[Items from a data source]

----

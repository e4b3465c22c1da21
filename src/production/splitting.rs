//! Element splitting: replaces a marked element whose sides are all broken
//! by one quad per corner around a new center point.

use super::{candidates, sides, span, Production, ProductionKind};
use crate::core::{Hypergraph, Label, NodeId};
use crate::error::GraphError;
use crate::geometry::centroid;
use tracing::debug;

/// A marked element ready to split.
///
/// `midpoints[i]` sits on the side `corners[i]`–`corners[i + 1]` (wrapping).
#[derive(Debug, Clone, PartialEq, Eq)]
pub struct SplitMatch {
    pub element: NodeId,
    pub corners: Vec<NodeId>,
    pub midpoints: Vec<NodeId>,
}

/// Splits a marked element of the given shape into `shape.arity()` quads.
///
/// Left-hand side: a hyperedge labelled `shape` with R set, spanning exactly
/// `shape.arity()` points, every side of which has a midpoint. Right-hand
/// side: a center point at the mean of the corners, and for each `i` a
/// `Quad` spanning `corners[i+1]`, `midpoints[i]`, the center and
/// `midpoints[i+1]`, plus an interior `Edge` from the center to
/// `midpoints[i+1]`. The element itself is removed.
#[derive(Debug, Clone, Copy, PartialEq, Eq)]
pub struct SplitElement {
    pub shape: Label,
}

impl SplitElement {
    pub fn new(shape: Label) -> Self {
        Self { shape }
    }
}

impl Production for SplitElement {
    type Match = SplitMatch;

    fn kind(&self) -> ProductionKind {
        ProductionKind::SplitElement(self.shape)
    }

    fn find_matches(&self, graph: &Hypergraph, target: Option<NodeId>) -> Vec<SplitMatch> {
        if !self.shape.is_element() {
            return Vec::new();
        }
        candidates(graph, target, self.shape)
            .into_iter()
            .filter(|h| h.refine && graph.degree(h.id) == self.shape.arity())
            .filter_map(|h| {
                let corners = graph.corners_ccw(h.id);
                let midpoints = sides(&corners)
                    .map(|(a, b)| graph.midpoint_between(a, b))
                    .collect::<Option<Vec<_>>>()?;
                Some(SplitMatch {
                    element: h.id,
                    corners,
                    midpoints,
                })
            })
            .collect()
    }

    fn rewrite(&self, graph: &mut Hypergraph, m: &SplitMatch) -> Result<Vec<NodeId>, GraphError> {
        let positions = m
            .corners
            .iter()
            .map(|&c| graph.point(c).map(|p| p.position()))
            .collect::<Result<Vec<_>, _>>()?;
        let (x, y) = centroid(positions);
        let center = graph.insert_point(x, y, false)?;
        graph.remove(m.element)?;

        let n = m.corners.len();
        let mut created = Vec::with_capacity(2 * n + 1);
        created.push(center);
        for i in 0..n {
            let next = (i + 1) % n;
            let quad = span(
                graph,
                Label::Quad,
                false,
                false,
                &[m.corners[next], m.midpoints[i], center, m.midpoints[next]],
            )?;
            let interior = span(graph, Label::Edge, false, false, &[center, m.midpoints[next]])?;
            created.extend([quad, interior]);
        }
        debug!(element = %m.element, %center, quads = n, "split element");
        Ok(created)
    }
}

#[cfg(test)]
mod tests {
    use super::*;
    use crate::production::fixtures::*;
    use crate::production::{MarkEdges, MarkElement, SplitBoundaryEdge};
    use std::collections::BTreeSet;

    /// Marks an isolated element, its sides, and breaks them.
    fn broken(mut g: Hypergraph, shape: Label) -> Hypergraph {
        MarkElement::new(shape).apply(&mut g, None).unwrap();
        MarkEdges::new(shape).apply(&mut g, None).unwrap();
        SplitBoundaryEdge.apply(&mut g, None).unwrap();
        g
    }

    fn position(g: &Hypergraph, p: NodeId) -> (f64, f64) {
        g.point(p).unwrap().position()
    }

    #[test]
    fn unit_square_splits_into_four_quads() {
        let mut g = broken(unit_square(), Label::Quad);
        let applied = SplitElement::new(Label::Quad).apply(&mut g, None).unwrap();
        assert_eq!(applied.rewrites, 1);
        assert!(!g.contains(id(20)));

        let center = applied.created[0];
        assert_eq!(position(&g, center), (1.0, 1.0));
        assert!(!g.point(center).unwrap().hanging);

        let quads: Vec<_> = g.hyperedges_labelled(Label::Quad).map(|q| q.id).collect();
        assert_eq!(quads.len(), 4);
        for q in &quads {
            let points = g.points_of(*q).unwrap();
            assert_eq!(points.len(), 4);
            assert!(points.contains(&center));
            let corners = points.iter().filter(|p| p.as_u64() <= 4).count();
            assert_eq!(corners, 1, "quad {q} spans exactly one original corner");
            assert!(!g.hyperedge(*q).unwrap().refine);
        }

        let mut spokes: Vec<(f64, f64)> = g
            .hyperedges_of(center)
            .unwrap()
            .into_iter()
            .filter(|h| g.hyperedge(*h).unwrap().is_edge())
            .map(|h| {
                let far = g.points_of(h).unwrap().into_iter().find(|&p| p != center);
                position(&g, far.unwrap())
            })
            .collect();
        spokes.sort_by(|a, b| a.partial_cmp(b).unwrap());
        assert_eq!(spokes, vec![(0.0, 1.0), (1.0, 0.0), (1.0, 2.0), (2.0, 1.0)]);
    }

    #[test]
    fn unmarked_element_is_left_alone() {
        let mut g = broken(unit_square(), Label::Quad);
        g.set_refine(id(20), false).unwrap();
        let before = (g.point_count(), g.hyperedge_count());
        let applied = SplitElement::new(Label::Quad).apply(&mut g, None).unwrap();
        assert!(applied.is_empty());
        assert_eq!(before, (g.point_count(), g.hyperedge_count()));
    }

    #[test]
    fn missing_midpoint_blocks_the_split() {
        let mut g = unit_square();
        MarkElement::new(Label::Quad).apply(&mut g, None).unwrap();
        // only the bottom side gets broken
        g.set_refine(id(11), true).unwrap();
        SplitBoundaryEdge.apply(&mut g, None).unwrap();
        assert!(SplitElement::new(Label::Quad).find_matches(&g, None).is_empty());
    }

    #[test]
    fn match_lists_midpoints_in_corner_order() {
        let g = broken(unit_square(), Label::Quad);
        let matches = SplitElement::new(Label::Quad).find_matches(&g, Some(id(20)));
        assert_eq!(matches.len(), 1);
        let m = &matches[0];
        assert_eq!(m.corners, vec![id(1), id(2), id(3), id(4)]);
        let mids: Vec<_> = m.midpoints.iter().map(|&p| position(&g, p)).collect();
        assert_eq!(mids, vec![(1.0, 0.0), (2.0, 1.0), (1.0, 2.0), (0.0, 1.0)]);
    }

    #[test]
    fn every_arity_yields_n_quads_and_n_spokes() {
        for label in Label::ELEMENTS {
            let n = label.arity();
            let mut g = broken(polygon(n), label);
            let edges_before = g.hyperedges_labelled(Label::Edge).count();

            SplitElement::new(label).apply(&mut g, None).unwrap();
            assert!(!g.contains(id(1000)), "{label}");
            assert_eq!(g.hyperedges_labelled(label).filter(|h| h.refine).count(), 0);
            assert_eq!(g.hyperedges_labelled(Label::Quad).count(), n, "{label}");
            assert_eq!(
                g.hyperedges_labelled(Label::Edge).count(),
                edges_before + n,
                "{label}"
            );
        }
    }

    #[test]
    fn every_quad_spans_corner_midpoints_and_center() {
        for label in Label::ELEMENTS {
            let n = label.arity();
            let mut g = broken(polygon(n), label);
            let split = SplitElement::new(label);
            let matches = split.find_matches(&g, None);
            assert_eq!(matches.len(), 1, "{label}");
            let m = matches[0].clone();

            let created = split.rewrite(&mut g, &m).unwrap();
            assert_eq!(created.len(), 2 * n + 1, "{label}");
            let center = created[0];

            for i in 0..n {
                let next = (i + 1) % n;
                let quad = created[1 + 2 * i];
                assert_eq!(g.hyperedge(quad).unwrap().label, Label::Quad);
                let spanned: BTreeSet<NodeId> = g.points_of(quad).unwrap().into_iter().collect();
                let expected: BTreeSet<NodeId> =
                    [m.corners[next], m.midpoints[i], center, m.midpoints[next]]
                        .into_iter()
                        .collect();
                assert_eq!(spanned, expected, "{label} quad {i}");

                let interior = created[2 + 2 * i];
                let ends: BTreeSet<NodeId> = g.points_of(interior).unwrap().into_iter().collect();
                assert_eq!(ends, BTreeSet::from([center, m.midpoints[next]]), "{label}");
            }

            let spokes: BTreeSet<BTreeSet<NodeId>> = g
                .hyperedges_of(center)
                .unwrap()
                .into_iter()
                .filter(|h| g.hyperedge(*h).unwrap().is_edge())
                .map(|h| g.points_of(h).unwrap().into_iter().collect())
                .collect();
            let expected: BTreeSet<BTreeSet<NodeId>> = m
                .midpoints
                .iter()
                .map(|&mid| BTreeSet::from([center, mid]))
                .collect();
            assert_eq!(spokes, expected, "{label}");
            assert_eq!(
                g.hyperedges_of(center)
                    .unwrap()
                    .into_iter()
                    .filter(|h| g.hyperedge(*h).unwrap().is_edge())
                    .count(),
                n,
                "{label}"
            );
        }
    }
}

----

If a line of the data above holds the string "PartialEq", count it, then state only the total.

» Solution to the exercise: 2